To honor the OKFestival currently held in Helsinki, Finland, we’ll publish this week a few articles on open data work we’ve done. You might also bump into some of us at the festival!
During the fifth HS Open event Seravo participated in creating an open data visualization (in Finnish) on the maintenance relation in Finland, meaning what is the ratio of working people paying taxes to those receiving tax based support. The data set included data for each municipality in Finland and the maintenance relation is a very current topic, since there seems to be a trend that active working population moves to bigger cities like Tampere and Helsinki while the retired and unemployed stay in smaller cities and the country side. The situation has motivated politicans to merge muncipalities to larger and larger entities, so that local variations in maintenance relation would be less drastic.
The visualization however shows, that the maintenance relation is already quite bad in most municipalities outside the biggest cities, and already by 2020 Helsinki will be the only municipality to have a healthy maintenance relation. You can explore how the situation develop while interacting with the visualization in the iframe below:
The color of the circle indicates maintenance relation. The size of the circle indicates the size of the population and the location of the circle resembles the real geographical relations.

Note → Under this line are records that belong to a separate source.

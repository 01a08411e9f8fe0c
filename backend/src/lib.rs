//! # Timetable Pipeline
//!
//! Generation pipeline for school timetables backed by an external solver.
//!
//! A draft's days, periods, activities, rooms and constraints are turned into the
//! solver's interchange document, uploaded as an input artifact and queued. A single
//! background worker runs the solver in its isolated environment, stores every output
//! file and imports the placements back as solved activities, from which per-person
//! load statistics are derived on demand.
//!
//! ## Architecture
//!
//! - [`models`]: ids, draft entities, the typed constraint registry, queue entries
//! - [`interchange`]: document builder, serializer and result parser
//! - [`db`]: repository traits and the in-memory implementation
//! - [`storage`]: artifact storage for solver inputs and outputs
//! - [`solver`]: process runners and the solver invoker
//! - [`services`]: queue, submission, worker, import, statistics
//! - [`config`]: TOML configuration
//! - [`http`]: Axum REST API (`http-server` feature)

// Allow large error types - RepositoryError contains rich context for debugging
#![allow(clippy::result_large_err)]

pub mod config;
pub mod db;
pub mod interchange;
pub mod models;
pub mod services;
pub mod solver;
pub mod storage;

#[cfg(feature = "http-server")]
pub mod http;
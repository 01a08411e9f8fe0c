//! Runs the solver as a plain subprocess under a local work directory.

use async_trait::async_trait;
use log::debug;
use std::path::{Path, PathBuf};
use std::process::Stdio;
use tokio::process::Command;

use super::{JobPaths, ProcessRunner, RunOutput, SolverError, SolverResult};

#[derive(Debug, Clone)]
pub struct LocalRunner {
    binary: PathBuf,
    work_root: PathBuf,
}

fn io(context: &str, e: std::io::Error) -> SolverError {
    SolverError::Io(format!("{}: {}", context, e))
}

impl LocalRunner {
    pub fn new(binary: impl Into<PathBuf>, work_root: impl Into<PathBuf>) -> Self {
        Self {
            binary: binary.into(),
            work_root: work_root.into(),
        }
    }

    fn binary_resolvable(&self) -> bool {
        if self.binary.components().count() > 1 {
            return self.binary.is_file();
        }
        std::env::var_os("PATH")
            .map(|paths| std::env::split_paths(&paths).any(|dir| dir.join(&self.binary).is_file()))
            .unwrap_or(false)
    }
}

async fn collect_files(root: &Path) -> std::io::Result<Vec<String>> {
    let mut files = Vec::new();
    let mut pending = vec![root.to_path_buf()];
    while let Some(dir) = pending.pop() {
        let mut entries = tokio::fs::read_dir(&dir).await?;
        while let Some(entry) = entries.next_entry().await? {
            let file_type = entry.file_type().await?;
            if file_type.is_dir() {
                pending.push(entry.path());
            } else if file_type.is_file() {
                files.push(entry.path().to_string_lossy().into_owned());
            }
        }
    }
    files.sort();
    Ok(files)
}

fn remove_if_present(result: std::io::Result<()>, what: &str) -> SolverResult<()> {
    match result {
        Ok(()) => Ok(()),
        Err(e) if e.kind() == std::io::ErrorKind::NotFound => Ok(()),
        Err(e) => Err(io(what, e)),
    }
}

#[async_trait]
impl ProcessRunner for LocalRunner {
    fn target(&self) -> String {
        format!("local {}", self.binary.display())
    }

    fn job_paths(&self, job_id: &str, input_name: &str) -> JobPaths {
        JobPaths {
            job_id: job_id.to_string(),
            input_path: self
                .work_root
                .join("input")
                .join(format!("{}_{}", job_id, input_name))
                .to_string_lossy()
                .into_owned(),
            output_dir: self
                .work_root
                .join("output")
                .join(format!("output_{}", job_id))
                .to_string_lossy()
                .into_owned(),
        }
    }

    async fn is_available(&self) -> bool {
        if !self.binary_resolvable() {
            debug!("Solver binary {} not found", self.binary.display());
            return false;
        }
        tokio::fs::create_dir_all(&self.work_root).await.is_ok()
    }

    async fn write_input(&self, paths: &JobPaths, content: &[u8]) -> SolverResult<()> {
        let path = Path::new(&paths.input_path);
        if let Some(parent) = path.parent() {
            tokio::fs::create_dir_all(parent)
                .await
                .map_err(|e| io("create input directory", e))?;
        }
        tokio::fs::write(path, content)
            .await
            .map_err(|e| io("write input", e))
    }

    async fn create_output_dir(&self, paths: &JobPaths) -> SolverResult<()> {
        tokio::fs::create_dir_all(&paths.output_dir)
            .await
            .map_err(|e| io("create output directory", e))
    }

    async fn run(&self, _paths: &JobPaths, args: &[String]) -> SolverResult<RunOutput> {
        let output = Command::new(&self.binary)
            .args(args)
            .current_dir(&self.work_root)
            .stdin(Stdio::null())
            .kill_on_drop(true)
            .output()
            .await
            .map_err(|e| io("start solver", e))?;

        Ok(RunOutput {
            exit_code: output.status.code(),
            stdout: String::from_utf8_lossy(&output.stdout).into_owned(),
            stderr: String::from_utf8_lossy(&output.stderr).into_owned(),
        })
    }

    async fn list_outputs(&self, paths: &JobPaths) -> SolverResult<Vec<String>> {
        collect_files(Path::new(&paths.output_dir))
            .await
            .map_err(|e| io("list outputs", e))
    }

    async fn read_output(&self, path: &str) -> SolverResult<Vec<u8>> {
        tokio::fs::read(path).await.map_err(|e| io("read output", e))
    }

    async fn remove_input(&self, paths: &JobPaths) -> SolverResult<()> {
        remove_if_present(tokio::fs::remove_file(&paths.input_path).await, "remove input")
    }

    async fn remove_output_dir(&self, paths: &JobPaths) -> SolverResult<()> {
        remove_if_present(tokio::fs::remove_dir_all(&paths.output_dir).await, "remove output")
    }
}
//! In-memory artifact store.

use async_trait::async_trait;
use parking_lot::RwLock;
use std::collections::BTreeMap;
use std::sync::Arc;

use super::{ArtifactKey, ArtifactKind, ArtifactStore, StorageError, StorageResult};
use crate::models::{SchoolId, TimetableId};

#[derive(Debug, Clone)]
struct StoredArtifact {
    content: Vec<u8>,
    content_type: String,
}

#[derive(Clone, Default)]
pub struct MemoryArtifactStore {
    artifacts: Arc<RwLock<BTreeMap<ArtifactKey, StoredArtifact>>>,
}

impl MemoryArtifactStore {
    pub fn new() -> Self {
        Self::default()
    }

    pub fn content_type_of(&self, key: &ArtifactKey) -> Option<String> {
        self.artifacts.read().get(key).map(|a| a.content_type.clone())
    }

    pub fn len(&self) -> usize {
        self.artifacts.read().len()
    }

    pub fn is_empty(&self) -> bool {
        self.artifacts.read().is_empty()
    }
}

#[async_trait]
impl ArtifactStore for MemoryArtifactStore {
    async fn put(&self, key: &ArtifactKey, content: Vec<u8>, content_type: &str) -> StorageResult<()> {
        self.artifacts.write().insert(
            key.clone(),
            StoredArtifact {
                content,
                content_type: content_type.to_string(),
            },
        );
        Ok(())
    }

    async fn get(&self, key: &ArtifactKey) -> StorageResult<Vec<u8>> {
        self.artifacts
            .read()
            .get(key)
            .map(|a| a.content.clone())
            .ok_or_else(|| StorageError::NotFound(key.to_string()))
    }

    async fn list(
        &self,
        school_id: SchoolId,
        timetable_id: TimetableId,
        kind: ArtifactKind,
    ) -> StorageResult<Vec<String>> {
        let mut names: Vec<String> = self
            .artifacts
            .read()
            .keys()
            .filter(|k| k.school_id == school_id && k.timetable_id == timetable_id && k.kind == kind)
            .map(ArtifactKey::listed_name)
            .collect();
        names.sort();
        Ok(names)
    }
}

As with all good open data, this is build using open source. The source code is hosted at GitHub. Technically the main components are the Protovis JavaScript library, jQuery and jQuery UI.
The Finnish municipalities as living circles has been abstracted somewhat, so that it can be reused to visualize any municipality data for Finland. Below is for example a visualization showing debt per population, relative debt, tax income per population, state subsidies per population and income tax percent. All these are indicate the financial health of a municipality.